State bank projects 12 percent assets of Islamic banking industry by 2012. It is estimated at five percent as of March 2009. Is it not a slow growth given the support of the central bank in setting up a parallel system? "The total share was 0.5 percent six years ago and it was 5.3 percent in March. When this growth pattern is compared with that of other countries, it appears fastest growth of Islamic banking industry," said Pervez, who is also Director Islamic banking department SBP. "Indonesia with world's largest Muslim population has achieved just 1.36 percent market share; Bahrain attained not over six percent within 30 years of Islamic banking and finance history; Malaysia flourishing Shariah-compliant finance since 25 years has not witnessed a substantial growth rate.

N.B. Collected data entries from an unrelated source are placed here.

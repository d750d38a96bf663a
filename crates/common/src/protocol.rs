//! Protocol version utilities.
//!
//! Feature gating is expressed against the ledger protocol version. The
//! archival subsystem cares about two cutoffs in particular: the version that
//! introduced persistent eviction (and with it the hot archive and
//! autorestore), and the version that tightened the eviction/restore payload
//! checks after the known staleness bug in the release before it.

/// Protocol version enumeration for version gating.
#[repr(u32)]
#[derive(Debug, Clone, Copy, PartialEq, Eq, PartialOrd, Ord, Hash)]
pub enum ProtocolVersion {
    V20 = 20,
    V21 = 21,
    V22 = 22,
    V23 = 23,
    V24 = 24,
    V25 = 25,
}

impl ProtocolVersion {
    /// Convert to u32 value.
    pub const fn as_u32(self) -> u32 {
        self as u32
    }
}

/// The protocol version when contract execution was first introduced.
pub const FIRST_PROTOCOL_SUPPORTING_CONTRACTS: ProtocolVersion = ProtocolVersion::V20;

/// The protocol version when persistent entries started being evicted to the
/// hot archive instead of living in the live state forever.
pub const FIRST_PROTOCOL_SUPPORTING_PERSISTENT_EVICTION: ProtocolVersion = ProtocolVersion::V23;

/// The protocol version when archived read-write footprint entries may be
/// restored implicitly during an invoke.
pub const AUTO_RESTORE_PROTOCOL_VERSION: ProtocolVersion = ProtocolVersion::V23;

/// The current maximum supported ledger protocol version.
pub const CURRENT_LEDGER_PROTOCOL_VERSION: u32 = 25;

/// Check if protocol version is strictly before a target.
#[inline]
pub fn protocol_version_is_before(version: u32, before: ProtocolVersion) -> bool {
    version < before.as_u32()
}

/// Check if protocol version is at or after a target (most commonly used).
#[inline]
pub fn protocol_version_starts_from(version: u32, from: ProtocolVersion) -> bool {
    version >= from.as_u32()
}

/// Check if contract execution is supported for the given protocol version.
#[inline]
pub fn contracts_supported(protocol_version: u32) -> bool {
    protocol_version_starts_from(protocol_version, FIRST_PROTOCOL_SUPPORTING_CONTRACTS)
}
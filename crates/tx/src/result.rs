//! Typed operation results.

use cinder_common::Hash256;
use cinder_model::{ContractEvent, Val};

/// Result of a contract invocation.
#[derive(Debug, Clone, PartialEq, Eq)]
pub enum InvokeResult {
    /// The invocation succeeded; carries the hash of the success preimage
    /// (events plus return value).
    Success { result_hash: Hash256 },
    Malformed,
    Trapped,
    ResourceLimitExceeded,
    EntryArchived,
    InsufficientRefundableFee,
}

/// Result of a footprint restore.
#[derive(Debug, Clone, Copy, PartialEq, Eq)]
pub enum RestoreResult {
    Success,
    Malformed,
    ResourceLimitExceeded,
    InsufficientRefundableFee,
}

/// Result of a footprint TTL extension.
#[derive(Debug, Clone, Copy, PartialEq, Eq)]
pub enum ExtendTtlResult {
    Success,
    Malformed,
    ResourceLimitExceeded,
    InsufficientRefundableFee,
}

/// Result of a classic operation.
#[derive(Debug, Clone, Copy, PartialEq, Eq)]
pub enum ClassicResult {
    Success,
    Malformed,
    NotFound,
}

/// Result of any operation.
#[derive(Debug, Clone, PartialEq, Eq)]
pub enum OpResult {
    Invoke(InvokeResult),
    Restore(RestoreResult),
    ExtendTtl(ExtendTtlResult),
    Classic(ClassicResult),
}

impl OpResult {
    /// Whether the operation succeeded.
    pub fn is_success(&self) -> bool {
        matches!(
            self,
            OpResult::Invoke(InvokeResult::Success { .. })
                | OpResult::Restore(RestoreResult::Success)
                | OpResult::ExtendTtl(ExtendTtlResult::Success)
                | OpResult::Classic(ClassicResult::Success)
        )
    }
}

/// An applied operation: its result plus the meta the transaction set
/// carries forward (events and the invoke return value).
#[derive(Debug, Clone)]
pub struct OpApplied {
    pub result: OpResult,
    pub events: Vec<ContractEvent>,
    pub return_value: Option<Val>,
}

impl OpApplied {
    /// An outcome with no events or return value.
    pub fn bare(result: OpResult) -> Self {
        Self {
            result,
            events: Vec::new(),
            return_value: None,
        }
    }
}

In an international poll in 2008, Islamic Finance News, a Redmoney Magazine, a subsidiary of Euromoney, ranked SBP at 2nd position among central banks promoting Islamic banking-one rank below Malaysia's BNM and above Bahrain's CBB," he maintained. 'Our aim is to develop enabling environment for the financial sector.'
It is not a spillover effect as conventional and Islamic banks have different markets to cater, he answered when this correspondent referred progress of conventional banking industry in Pakistan during the last six years. Initially, Islamic finance was based on religion appeal to round up investments and deposits of devout Muslims of oil rich countries with excess of liquidity. 'But, it was a history.' State bank is now promoting Islamic banking as an alternative financial system that provides a balanced way through diversification to equity and risk sharing instruments. Islamic banking is getting popular in western world. Vatican has advised banks to get help from rules of Islamic finance to weather global financial meltdown, which also significantly scaled down budget surplus of Vatican City. Pervez Said said Vatican endorsed Sukuk-Islamic financial instrument presently used for investment in properties. "This implies they want to learn lessons. Likewise, British premier Gordon Brown has revealed to make London hub of IBI. Japan has launched Islamic bonds. Islam ensures a classless system and gives economic models that are based on real economic activities instead of speculation," illustrated Pervez.
Is it not cannibalization of current system if sales pitch brandishes it Haram while SBP describes the system in one paper well tested and merit-based and wants to roll out IFI on market demand instead of legal and religious dictates? "State bank is driving market led growth, and not formulating advertisement codes for banks. If such ads make sense to people, then it is ok." Director Islamic banking said guidelines for Islamic microfinance and agriculture financing had been issued. However, mere guidelines are useless until products are designed under its lights. State bank is looking for funds to be tethered to financial innovation and analysing profit dynamics, and after that, we would design Shariah-compliant products for banks. "Yes State bank will become a nursery of financial innovation," he replied to a question.
He said Islamic banking escaped global financial meltdown because of its fundamentals that do not allow trading of debts. He foresees a watershed, a tipping point in future when according to him Islamic financial services will be widespread like cellular phones. When this will happen, he says, no body knows, but adding this will surely do. Pervez has over 14 years of experience in Islamic and conventional banking. He launched Islamic banking business of Mashreqbank in the UAE.